Investors need to brace for widespread ripple effects. Sustained crude above $100 directly fuels overall inflation and exacerbates currency risks- it hits rural two-wheeler demand, tightens government fiscal math, and slows private capex ordering at the margin. A depreciating rupee severely impacts our import bills and eventually compresses corporate margins across multiple industries. However, every challenge creates a parallel opportunity. Sustained $100 crude fundamentally alters the cost-benefit analysis of traditional energy, making alternative technologies highly attractive. Sectors that had previously cooled down have suddenly hit the roof in terms of demand and relevance. The transition to alternative energy is accelerating, which is why we are seeing massive traction in renewables, electric vehicles (EVs), and crucial ancillary segments like power infrastructure. Additionally, as energy costs rise, businesses are prioritizing extreme energy efficiency, driving massive investments into upgraded infrastructure like advanced data center cooling systems. The key is to pivot toward these sectors where structural growth is being accelerated, rather than hindered, by high energy prices.

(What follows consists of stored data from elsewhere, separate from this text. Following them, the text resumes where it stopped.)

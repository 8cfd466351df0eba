//! Extraction options
//!
//! All tunable parameters for an extraction, organized into logical groups
//! per algorithm. Options are plain serde-friendly data; validation happens
//! when the configured components are constructed, so a bad value fails
//! eagerly at the start of `extract` rather than mid-pipeline.

use serde::{Deserialize, Serialize};

use crate::constants::clustering;
use crate::palette::ThemeName;

/// Which clustering algorithm partitions the pixels
#[derive(Debug, Clone, Copy, PartialEq, Eq, Default, Serialize, Deserialize)]
#[serde(rename_all = "snake_case")]
pub enum Algorithm {
    #[default]
    Kmeans,
    Dbscan,
}

/// Built-in pixel filters, applied in the order configured
#[derive(Debug, Clone, Copy, PartialEq, Eq, Serialize, Deserialize)]
#[serde(rename_all = "snake_case")]
pub enum FilterName {
    /// Drop pixels with opacity below 1.0
    Alpha,
    /// Drop near-neutral pixels that read as background white
    NearWhite,
    /// Drop pixels that read as background black
    NearBlack,
}

/// K-means iteration parameters
#[derive(Debug, Clone, Copy, PartialEq, Serialize, Deserialize)]
#[serde(default)]
pub struct KmeansOptions {
    /// Iteration cap
    pub max_iterations: usize,

    /// Convergence tolerance on per-cluster centroid displacement
    pub tolerance: f64,
}

impl Default for KmeansOptions {
    fn default() -> Self {
        Self {
            max_iterations: clustering::DEFAULT_MAX_ITERATIONS,
            tolerance: clustering::DEFAULT_TOLERANCE,
        }
    }
}

/// DBSCAN density parameters
#[derive(Debug, Clone, Copy, PartialEq, Serialize, Deserialize)]
#[serde(default)]
pub struct DbscanOptions {
    /// Neighbors (inclusive of the point itself) required for a core point
    pub min_points: usize,

    /// Neighborhood radius in the normalized feature space
    pub radius: f64,
}

impl Default for DbscanOptions {
    fn default() -> Self {
        Self {
            min_points: clustering::DEFAULT_MIN_POINTS,
            radius: clustering::DEFAULT_RADIUS,
        }
    }
}

/// Complete configuration for one extraction
///
/// Every field has a default, and deserialization fills omitted fields, so
/// hosts can send sparse configuration documents.
#[derive(Debug, Clone, PartialEq, Serialize, Deserialize)]
#[serde(default)]
pub struct ExtractOptions {
    /// Number of swatches requested (the `k` of k-means)
    pub max_colors: usize,

    /// Clustering algorithm
    pub algorithm: Algorithm,

    /// Theme strategy filtering and scoring the palette
    pub theme: ThemeName,

    /// Pixel filters; a pixel must pass every configured filter
    pub filters: Vec<FilterName>,

    /// RNG seed; extraction is reproducible when set
    pub seed: Option<u64>,

    /// K-means parameters, used when `algorithm` is `Kmeans`
    pub kmeans: KmeansOptions,

    /// DBSCAN parameters, used when `algorithm` is `Dbscan`
    pub dbscan: DbscanOptions,
}

impl Default for ExtractOptions {
    fn default() -> Self {
        Self {
            max_colors: clustering::DEFAULT_MAX_COLORS,
            algorithm: Algorithm::default(),
            theme: ThemeName::default(),
            filters: vec![FilterName::Alpha],
            seed: None,
            kmeans: KmeansOptions::default(),
            dbscan: DbscanOptions::default(),
        }
    }
}

#[cfg(test)]
mod tests {
    use super::*;

    #[test]
    fn test_defaults() {
        let options = ExtractOptions::default();
        assert_eq!(options.max_colors, 8);
        assert_eq!(options.algorithm, Algorithm::Kmeans);
        assert_eq!(options.theme, ThemeName::Basic);
        assert_eq!(options.filters, vec![FilterName::Alpha]);
        assert_eq!(options.seed, None);
        assert_eq!(options.kmeans.max_iterations, 10);
        assert!((options.kmeans.tolerance - 1e-4).abs() < 1e-12);
        assert_eq!(options.dbscan.min_points, 9);
        assert!((options.dbscan.radius - 0.016).abs() < 1e-12);
    }

    #[test]
    fn test_serde_round_trip() {
        let options = ExtractOptions {
            max_colors: 5,
            algorithm: Algorithm::Dbscan,
            theme: ThemeName::Vivid,
            filters: vec![FilterName::Alpha, FilterName::NearWhite],
            seed: Some(99),
            ..Default::default()
        };
        let json = serde_json::to_string(&options).unwrap();
        let back: ExtractOptions = serde_json::from_str(&json).unwrap();
        assert_eq!(back, options);
    }

    #[test]
    fn test_sparse_document_fills_defaults() {
        let options: ExtractOptions =
            serde_json::from_str(r#"{"max_colors": 3, "algorithm": "dbscan"}"#).unwrap();
        assert_eq!(options.max_colors, 3);
        assert_eq!(options.algorithm, Algorithm::Dbscan);
        assert_eq!(options.theme, ThemeName::Basic);
        assert_eq!(options.kmeans.max_iterations, 10);
    }
}
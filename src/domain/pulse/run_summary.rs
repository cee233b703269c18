// ============================================================
// RUN SUMMARY
// ============================================================
// Counts reported at the end of an ingestion run

use serde::Serialize;
use std::collections::BTreeMap;
use std::path::PathBuf;

use super::{DatasetKind, SkipKind, SkippedFile};

/// One dataset artifact as written to disk
#[derive(Debug, Clone, PartialEq, Eq, Serialize)]
pub struct WrittenArtifact {
    pub dataset: DatasetKind,
    pub path: PathBuf,
    pub rows: usize,
    /// SHA-256 of the exact bytes written
    pub sha256: String,
}

#[derive(Debug, Clone, Serialize)]
pub struct RunSummary {
    pub files_enumerated: usize,
    pub files_extracted: usize,
    pub rows: BTreeMap<DatasetKind, usize>,
    pub skipped: BTreeMap<SkipKind, usize>,
    pub skipped_files: Vec<SkippedFile>,
    pub artifacts: Vec<WrittenArtifact>,
}

impl Default for RunSummary {
    fn default() -> Self {
        Self {
            files_enumerated: 0,
            files_extracted: 0,
            rows: DatasetKind::ALL.iter().map(|kind| (*kind, 0)).collect(),
            skipped: SkipKind::ALL.iter().map(|kind| (*kind, 0)).collect(),
            skipped_files: Vec::new(),
            artifacts: Vec::new(),
        }
    }
}

impl RunSummary {
    pub fn new() -> Self {
        Self::default()
    }

    pub fn record_skip(&mut self, skipped: SkippedFile) {
        *self.skipped.entry(skipped.kind).or_insert(0) += 1;
        self.skipped_files.push(skipped);
    }

    pub fn skipped_count(&self, kind: SkipKind) -> usize {
        self.skipped.get(&kind).copied().unwrap_or(0)
    }

    pub fn total_skipped(&self) -> usize {
        self.skipped.values().sum()
    }

    pub fn row_count(&self, kind: DatasetKind) -> usize {
        self.rows.get(&kind).copied().unwrap_or(0)
    }

    pub fn total_rows(&self) -> usize {
        self.rows.values().sum()
    }
}
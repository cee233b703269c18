// ============================================================
// DOCUMENT SHAPE TAGS
// ============================================================
// Section, category and level tags resolved from the storage path

use serde::{Deserialize, Serialize};
use std::fmt;

/// Reporting granularity of a document
#[derive(Debug, Clone, Copy, PartialEq, Eq, Hash, PartialOrd, Ord, Serialize, Deserialize)]
#[serde(rename_all = "lowercase")]
pub enum Section {
    /// Country or state totals broken down by category
    Aggregated,

    /// Per-state hover figures
    Map,

    /// Ranked entities at state, district and pincode level
    Top,
}

impl Section {
    /// Resolution priority when several keywords appear in one path
    pub const PRIORITY: [Section; 3] = [Section::Aggregated, Section::Map, Section::Top];

    pub fn keyword(&self) -> &'static str {
        match self {
            Section::Aggregated => "aggregated",
            Section::Map => "map",
            Section::Top => "top",
        }
    }

    /// Resolve the section from directory segments.
    ///
    /// Every keyword in [`Section::PRIORITY`] order is tried against all
    /// segments; a segment matches when it contains the keyword.
    pub fn resolve<S: AsRef<str>>(segments: &[S]) -> Option<Self> {
        resolve_by_keyword(&Self::PRIORITY, segments, Self::keyword)
    }
}

impl fmt::Display for Section {
    fn fmt(&self, f: &mut fmt::Formatter<'_>) -> fmt::Result {
        f.write_str(self.keyword())
    }
}

/// Subject domain of a document
#[derive(Debug, Clone, Copy, PartialEq, Eq, Hash, PartialOrd, Ord, Serialize, Deserialize)]
#[serde(rename_all = "lowercase")]
pub enum Category {
    Transaction,
    User,
    Insurance,
}

impl Category {
    pub const PRIORITY: [Category; 3] = [Category::Transaction, Category::User, Category::Insurance];

    pub fn keyword(&self) -> &'static str {
        match self {
            Category::Transaction => "transaction",
            Category::User => "user",
            Category::Insurance => "insurance",
        }
    }

    pub fn resolve<S: AsRef<str>>(segments: &[S]) -> Option<Self> {
        resolve_by_keyword(&Self::PRIORITY, segments, Self::keyword)
    }
}

impl fmt::Display for Category {
    fn fmt(&self, f: &mut fmt::Formatter<'_>) -> fmt::Result {
        f.write_str(self.keyword())
    }
}

/// Sub-granularity inside the top section
#[derive(Debug, Clone, Copy, PartialEq, Eq, Hash, PartialOrd, Ord, Serialize, Deserialize)]
#[serde(rename_all = "lowercase")]
pub enum Level {
    State,
    District,
    Pincode,
}

impl Level {
    /// Levels in the order their lists are read from a document
    pub const ALL: [Level; 3] = [Level::State, Level::District, Level::Pincode];

    /// Key of this level's entry list inside the document's `data` object
    pub fn list_key(&self) -> &'static str {
        match self {
            Level::State => "states",
            Level::District => "districts",
            Level::Pincode => "pincodes",
        }
    }

    /// Tag written to the `level` column
    pub fn as_str(&self) -> &'static str {
        match self {
            Level::State => "state",
            Level::District => "district",
            Level::Pincode => "pincode",
        }
    }
}

impl fmt::Display for Level {
    fn fmt(&self, f: &mut fmt::Formatter<'_>) -> fmt::Result {
        f.write_str(self.as_str())
    }
}

fn resolve_by_keyword<T: Copy, S: AsRef<str>>(
    candidates: &[T],
    segments: &[S],
    keyword: impl Fn(&T) -> &'static str,
) -> Option<T> {
    let lowered: Vec<String> = segments
        .iter()
        .map(|s| s.as_ref().to_lowercase())
        .collect();

    candidates
        .iter()
        .find(|candidate| {
            let needle = keyword(*candidate);
            lowered.iter().any(|segment| segment.contains(needle))
        })
        .copied()
}

#[cfg(test)]
mod tests {
    use super::*;

    #[test]
    fn test_section_resolves_from_segments() {
        let segments = ["aggregated", "transaction", "country", "india", "2023"];
        assert_eq!(Section::resolve(&segments), Some(Section::Aggregated));
        assert_eq!(Category::resolve(&segments), Some(Category::Transaction));
    }

    #[test]
    fn test_section_priority_beats_segment_order() {
        // "top" appears before "map" in the path, but map has priority.
        let segments = ["top", "map", "user"];
        assert_eq!(Section::resolve(&segments), Some(Section::Map));
    }

    #[test]
    fn test_keyword_match_is_case_insensitive_substring() {
        let segments = ["Hover-MAP", "USERS"];
        assert_eq!(Section::resolve(&segments), Some(Section::Map));
        assert_eq!(Category::resolve(&segments), Some(Category::User));
    }

    #[test]
    fn test_unmatched_segments_resolve_to_none() {
        let segments = ["misc", "country", "2021"];
        assert_eq!(Section::resolve(&segments), None);
        assert_eq!(Category::resolve(&segments), None);
    }

    #[test]
    fn test_level_tags() {
        assert_eq!(Level::State.list_key(), "states");
        assert_eq!(Level::Pincode.as_str(), "pincode");
        assert_eq!(Level::District.to_string(), "district");
    }
}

After the crash in March, the market recovered sharply in April. Is the rally surprising given that crude oil is still around the $90-100 mark and rupee around 94-95 against the dollar?

The sheer speed of the rally is somewhat surprising given the stark macroeconomic realities of $90-100 crude and the rupee hovering around 94-95. However, after enduring a painful 1.5-year bear market, we will happily take this recovery, regardless of how it has materialized. Obviously, the situation on the ground isn’t as rosy as the recent market action suggests. But markets are forward-looking, and domestic liquidity remains resilient. We will navigate this volatility by figuring our way out through a strict adherence to our investment framework.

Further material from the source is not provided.